I was unpacking some new printers at work, and for some reason I felt enraptured. I had no idea why, as these printers were nothing exceptional...
Yet I could not deny the feeling of wonder that kept sweeping over me in waves. Then, the gentle crumpling sound of the packing bags (so similar to the sound of the ocean meeting the land) recalled a beloved childhood game- Secret Kingdom!!!
I suppose I must have been a very demanding child, but my parents never denied me affection, even when they were very busy. They would always ask me to wait for a short while, but if I was insistent and refused all bribes, they would sigh and say
"Very well Alex, would you like to go visit the Secret Kingdom?"
"Oh yes Mummy and Daddy! May I?!?"
How I trembled with excitement as one of them would lead me to a closet. I would close my eyes and wait for the sound of waves that told me the Secret Kingdom was only moments away. When I felt the bag going over my head, the excitement was unbearable. I realize now I must have been hyperventilating, but the speed of my breathing would decrease as the roaring in my ears became louder and deafeningly louder until I had entered the Promised Land.
There I would see strange, misty visions I could only half-recall after I had returned. Even more elusive than a dream were those blessed times I spent in the Secret Kingdom! A world filled with strange music and wild colors of love and ecstasy, as I felt myself floating away into an event horizon where peace and turmoil embraced and became one.
Hours later, I would be thrashing about in the tender arms of my parents. Eventually, I would realize they had brought me back from my magical world. No matter how much I'd beg them to return, they would kindly remind me that when I was blue, I was no longer allowed to stay in the Secret Kingdom.
I was usually too weak to protest overmuch. Indeed, I was so exhausted, even speaking a few words brought on a fit of coughing. With loving care, they would leave me lying half-out of the closet and return to what they were doing. As I would recall my adventures, I would sometimes hear one remark to the other how much they preferred my company after a trip to the Secret Kingdom.
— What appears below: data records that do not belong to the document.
//! Per-query configuration and the call interface exposed to functions.

use std::collections::HashMap;
use std::sync::Arc;

use crate::error::Error;
use crate::grammar::ast::RawName;
use crate::node::QName;
use crate::store::Cursor;
use crate::value::Value;

/// A user-registered or built-in XPath function.
pub type Function = Arc<dyn Fn(&CallCtx<'_>, &[Value]) -> Result<Value, Error> + Send + Sync>;

/// Namespace bindings, variables, extension functions and an optional
/// starting cursor for one query. Built with the `with_*` methods and
/// reusable across evaluations.
#[derive(Clone, Default)]
pub struct ContextSettings {
    pub(crate) namespaces: HashMap<String, String>,
    pub(crate) variables: HashMap<QName, Value>,
    pub(crate) functions: HashMap<QName, Function>,
    pub(crate) context: Option<Cursor>,
}

impl ContextSettings {
    pub fn new() -> Self {
        Self::default()
    }

    /// Bind a prefix for resolving names in the query; independent of the
    /// document's own declarations.
    pub fn with_namespace(mut self, prefix: impl Into<String>, uri: impl Into<String>) -> Self {
        self.namespaces.insert(prefix.into(), uri.into());
        self
    }

    /// Bind `$local` (or `$prefix:local` via a namespace binding).
    pub fn with_variable(
        mut self,
        space: impl Into<String>,
        local: impl Into<String>,
        value: impl Into<Value>,
    ) -> Self {
        self.variables
            .insert(QName::new(space, local), value.into());
        self
    }

    /// Register an extension function under `(space, local)`.
    pub fn with_function<F>(
        mut self,
        space: impl Into<String>,
        local: impl Into<String>,
        func: F,
    ) -> Self
    where
        F: Fn(&CallCtx<'_>, &[Value]) -> Result<Value, Error> + Send + Sync + 'static,
    {
        self.functions
            .insert(QName::new(space, local), Arc::new(func));
        self
    }

    /// Start the query at this cursor instead of the one passed to `exec`.
    /// It must belong to the same document.
    pub fn with_context(mut self, cursor: Cursor) -> Self {
        self.context = Some(cursor);
        self
    }
}

impl core::fmt::Debug for ContextSettings {
    fn fmt(&self, f: &mut core::fmt::Formatter<'_>) -> core::fmt::Result {
        f.debug_struct("ContextSettings")
            .field("namespaces", &self.namespaces)
            .field("variables", &self.variables.keys())
            .field("functions", &self.functions.keys())
            .field("context", &self.context.as_ref().map(Cursor::pos))
            .finish()
    }
}

/// What a function sees of the evaluation it was called from.
pub struct CallCtx<'a> {
    pub(crate) result: &'a Value,
    pub(crate) position: usize,
    pub(crate) size: usize,
}

impl CallCtx<'_> {
    /// The value flowing through the walk at the call site; inside a
    /// predicate this is a one-element node-set holding the current node.
    pub fn result(&self) -> &Value {
        self.result
    }

    /// 1-based context position, as reported by `position()`.
    pub fn position(&self) -> usize {
        self.position
    }

    /// Context size, as reported by `last()`.
    pub fn size(&self) -> usize {
        self.size
    }
}

/// Resolve a query name against the context's namespace bindings. An
/// unknown prefix is an error here; node tests have their own, laxer rule.
pub(crate) fn resolve_qname(
    name: &RawName,
    namespaces: &HashMap<String, String>,
) -> Result<QName, Error> {
    match &name.prefix {
        None => Ok(QName::local(name.local.clone())),
        Some(prefix) => match namespaces.get(prefix.trim()) {
            Some(uri) => Ok(QName::new(uri.clone(), name.local.trim())),
            None => Err(Error::Namespace(prefix.clone())),
        },
    }
}

#[cfg(test)]
mod tests {
    use super::*;

    #[test]
    fn unknown_prefix_is_a_namespace_error() {
        let name = RawName {
            prefix: Some("nope".into()),
            local: "x".into(),
        };
        assert!(matches!(
            resolve_qname(&name, &HashMap::new()),
            Err(Error::Namespace(_))
        ));
    }

    #[test]
    fn builder_accumulates_bindings() {
        let settings = ContextSettings::new()
            .with_namespace("ns", "http://x")
            .with_variable("http://x", "v", 3.14);
        assert_eq!(settings.namespaces["ns"], "http://x");
        assert!(settings
            .variables
            .contains_key(&QName::new("http://x", "v")));
    }
}
//! The built-in XPath 1.0 function library.
//!
//! Built-ins live in a lazily initialized registry keyed by qualified name
//! with an empty namespace; user functions registered through
//! [`crate::ContextSettings::with_function`] shadow them.

use std::collections::HashMap;
use std::sync::{Arc, OnceLock};

use crate::error::Error;
use crate::node::{Node, QName, XML_NAMESPACE};
use crate::runtime::{CallCtx, Function};
use crate::store::{get_attribute, Cursor};
use crate::value::{get_cursor_string, parse_number, NodeSet, Value};

type Builtin = fn(&CallCtx<'_>, &[Value]) -> Result<Value, Error>;

static REGISTRY: OnceLock<HashMap<QName, Function>> = OnceLock::new();

pub(crate) fn builtin(name: &QName) -> Option<Function> {
    REGISTRY.get_or_init(build_registry).get(name).cloned()
}

fn build_registry() -> HashMap<QName, Function> {
    let mut reg: HashMap<QName, Function> = HashMap::new();
    {
        let mut add = |local: &str, f: Builtin| {
            reg.insert(QName::local(local), Arc::new(f) as Function);
        };

        // ===== Node-set =====
        add("last", |ctx, args| {
            arity("last", args, 0, 0)?;
            Ok(Value::Number(ctx.size() as f64))
        });
        add("position", |ctx, args| {
            arity("position", args, 0, 0)?;
            Ok(Value::Number(ctx.position() as f64))
        });
        add("count", |_ctx, args| {
            arity("count", args, 1, 1)?;
            let nodes = require_nodes(&args[0], "count")?;
            Ok(Value::Number(nodes.len() as f64))
        });
        add("local-name", |ctx, args| {
            arity("local-name", args, 0, 1)?;
            let name = named_target(ctx, args, "local-name")?;
            Ok(Value::String(name.map(|n| n.local).unwrap_or_default()))
        });
        add("namespace-uri", |ctx, args| {
            arity("namespace-uri", args, 0, 1)?;
            let name = named_target(ctx, args, "namespace-uri")?;
            Ok(Value::String(name.map(|n| n.space).unwrap_or_default()))
        });
        add("name", |ctx, args| {
            arity("name", args, 0, 1)?;
            let name = named_target(ctx, args, "name")?;
            Ok(Value::String(
                name.map(|n| n.to_string()).unwrap_or_default(),
            ))
        });

        // ===== String =====
        add("string", |ctx, args| {
            arity("string", args, 0, 1)?;
            Ok(Value::String(arg_or_context(ctx, args).string()))
        });
        add("concat", |_ctx, args| {
            arity("concat", args, 2, usize::MAX)?;
            Ok(Value::String(
                args.iter().map(Value::string).collect::<String>(),
            ))
        });
        add("starts-with", |_ctx, args| {
            arity("starts-with", args, 2, 2)?;
            Ok(Value::Boolean(args[0].string().starts_with(&args[1].string())))
        });
        add("contains", |_ctx, args| {
            arity("contains", args, 2, 2)?;
            Ok(Value::Boolean(args[0].string().contains(&args[1].string())))
        });
        add("substring-before", |_ctx, args| {
            arity("substring-before", args, 2, 2)?;
            let s = args[0].string();
            let sub = args[1].string();
            Ok(Value::String(
                s.find(&sub).map(|i| s[..i].to_string()).unwrap_or_default(),
            ))
        });
        add("substring-after", |_ctx, args| {
            arity("substring-after", args, 2, 2)?;
            let s = args[0].string();
            let sub = args[1].string();
            Ok(Value::String(
                s.find(&sub)
                    .map(|i| s[i + sub.len()..].to_string())
                    .unwrap_or_default(),
            ))
        });
        add("substring", |_ctx, args| {
            arity("substring", args, 2, 3)?;
            Ok(Value::String(substring(args)))
        });
        add("string-length", |ctx, args| {
            arity("string-length", args, 0, 1)?;
            let s = arg_or_context(ctx, args).string();
            Ok(Value::Number(s.chars().count() as f64))
        });
        add("normalize-space", |ctx, args| {
            arity("normalize-space", args, 0, 1)?;
            let s = arg_or_context(ctx, args).string();
            Ok(Value::String(
                s.split_whitespace().collect::<Vec<_>>().join(" "),
            ))
        });
        add("translate", |_ctx, args| {
            arity("translate", args, 3, 3)?;
            Ok(Value::String(translate(
                &args[0].string(),
                &args[1].string(),
                &args[2].string(),
            )))
        });

        // ===== Boolean =====
        add("boolean", |_ctx, args| {
            arity("boolean", args, 1, 1)?;
            Ok(Value::Boolean(args[0].boolean()))
        });
        add("not", |_ctx, args| {
            arity("not", args, 1, 1)?;
            Ok(Value::Boolean(!args[0].boolean()))
        });
        add("true", |_ctx, args| {
            arity("true", args, 0, 0)?;
            Ok(Value::Boolean(true))
        });
        add("false", |_ctx, args| {
            arity("false", args, 0, 0)?;
            Ok(Value::Boolean(false))
        });
        add("lang", |ctx, args| {
            arity("lang", args, 1, 1)?;
            Ok(Value::Boolean(lang(ctx, &args[0].string())))
        });

        // ===== Number =====
        add("number", |ctx, args| {
            arity("number", args, 0, 1)?;
            Ok(Value::Number(arg_or_context(ctx, args).number()))
        });
        add("sum", |_ctx, args| {
            arity("sum", args, 1, 1)?;
            let nodes = require_nodes(&args[0], "sum")?;
            Ok(Value::Number(
                nodes
                    .iter()
                    .map(|c| parse_number(&get_cursor_string(c)))
                    .sum(),
            ))
        });
        add("floor", |_ctx, args| {
            arity("floor", args, 1, 1)?;
            Ok(Value::Number(args[0].number().floor()))
        });
        add("ceiling", |_ctx, args| {
            arity("ceiling", args, 1, 1)?;
            Ok(Value::Number(args[0].number().ceil()))
        });
        add("round", |_ctx, args| {
            arity("round", args, 1, 1)?;
            Ok(Value::Number(xpath_round(args[0].number())))
        });
    }
    reg
}

fn arity(name: &str, args: &[Value], min: usize, max: usize) -> Result<(), Error> {
    if args.len() < min || args.len() > max {
        return Err(Error::type_err(format!(
            "{name}() called with {} arguments",
            args.len()
        )));
    }
    Ok(())
}

fn arg_or_context<'a>(ctx: &'a CallCtx<'_>, args: &'a [Value]) -> &'a Value {
    args.first().unwrap_or_else(|| ctx.result())
}

fn require_nodes<'a>(value: &'a Value, fname: &str) -> Result<&'a NodeSet, Error> {
    value
        .as_nodes()
        .ok_or_else(|| Error::type_err(format!("{fname}() expects a node-set")))
}

/// The name of the first node of the target node-set, if it has one. PI
/// targets and namespace prefixes count as local names.
fn named_target(ctx: &CallCtx<'_>, args: &[Value], fname: &str) -> Result<Option<QName>, Error> {
    let nodes = require_nodes(arg_or_context(ctx, args), fname)?;
    Ok(nodes.first().and_then(node_name))
}

fn node_name(cursor: &Cursor) -> Option<QName> {
    match cursor.node() {
        Node::Element { name } | Node::Attribute { name, .. } => Some(name.clone()),
        Node::ProcInst { target, .. } => Some(QName::local(target.clone())),
        Node::Namespace { prefix, .. } => Some(QName::local(prefix.clone())),
        _ => None,
    }
}

/// Round half toward positive infinity; NaN and infinities pass through.
fn xpath_round(n: f64) -> f64 {
    if n.is_nan() || n.is_infinite() {
        n
    } else {
        (n + 0.5).floor()
    }
}

/// `substring(s, start[, length])` with XPath 1.0 position arithmetic: a
/// character at 1-based position `p` is kept iff `p >= round(start)` and
/// `p < round(start) + round(length)`. NaN poisons both bounds, so the
/// corner cases fall out of ordinary float comparisons.
fn substring(args: &[Value]) -> String {
    let s = args[0].string();
    let start = xpath_round(args[1].number());
    let end = match args.get(2) {
        Some(len) => start + xpath_round(len.number()),
        None => f64::INFINITY,
    };
    s.chars()
        .enumerate()
        .filter(|(i, _)| {
            let p = (i + 1) as f64;
            p >= start && p < end
        })
        .map(|(_, c)| c)
        .collect()
}

/// Map characters of `from` to the same position of `to`; characters of
/// `from` past the end of `to` are removed.
fn translate(s: &str, from: &str, to: &str) -> String {
    let from: Vec<char> = from.chars().collect();
    let to: Vec<char> = to.chars().collect();
    let mut out = String::with_capacity(s.len());
    for ch in s.chars() {
        match from.iter().position(|&f| f == ch) {
            Some(i) => {
                if let Some(&mapped) = to.get(i) {
                    out.push(mapped);
                }
            }
            None => out.push(ch),
        }
    }
    out
}

/// `xml:lang` on the nearest self-or-ancestor element, case-insensitive,
/// with prefix matching at `-` boundaries.
fn lang(ctx: &CallCtx<'_>, wanted: &str) -> bool {
    let Some(start) = ctx.result().as_nodes().and_then(|ns| ns.first()) else {
        return false;
    };
    let wanted = wanted.to_ascii_lowercase();
    let mut cur = start.clone();
    loop {
        if let Some((_, value)) = get_attribute(&cur, XML_NAMESPACE, "lang") {
            let have = value.to_ascii_lowercase();
            return have == wanted || have.starts_with(&format!("{wanted}-"));
        }
        if cur.is_root() {
            return false;
        }
        cur = cur.parent();
    }
}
Many friends have remarked about how jealous they were of their younger siblings, and how they were afraid their parents no longer loved them as much. I had no such fears. My parents were quick to reassure me of their love. If anything, they were more eager than ever to let me spend an afternoon in the Secret Kingdom.
It turned out to be my sister who was jealous. Although I suppose it was very short-sighted of me not to expect her to be curious about where I would go, or to be jealous when she could not tag along, it never once occurred to me that it was open to anyone else but me. My parents patiently explained to her, time and time again, that little girls could not go to the Secret Kingdom, any more that a little boy could stay there after he'd turned blue. And if I couldn't foresee her jealousy, I could never have guessed how spiteful she would eventually become.
After years of temper tantrums, she turned to tactics of stealth and low cunning. She tried desperately to convince me that there was no Secret Kingdom, and that it was dangerous to have a bag over my head. She was even so hateful as to drag me out of the closet and pull the bag from my head after I was too weakened to prevent her, but before I had fully entered the Secret Kingdom.
Then, on one dark day, she brought some men to the house. These wicked men were as jealous as my hateful sister, and made me promise never to go to the Secret Kingdom again. They threatened to take my beloved parents away if I ever did.
So, it is not surprising that I must have chosen to block away all those happy memories to spare myself the pain of living in a world without a Secret Kingdom. I feel as if I have been released from a wrongful imprisonment that lasted for a time beyond measure. I can even forgive my sister's pettiness now. You see, she can no longer keep me away from my birthright- I have a special bag that I will bring home from work. I will go home and then the prodigal son will return to the Secret Kingdom!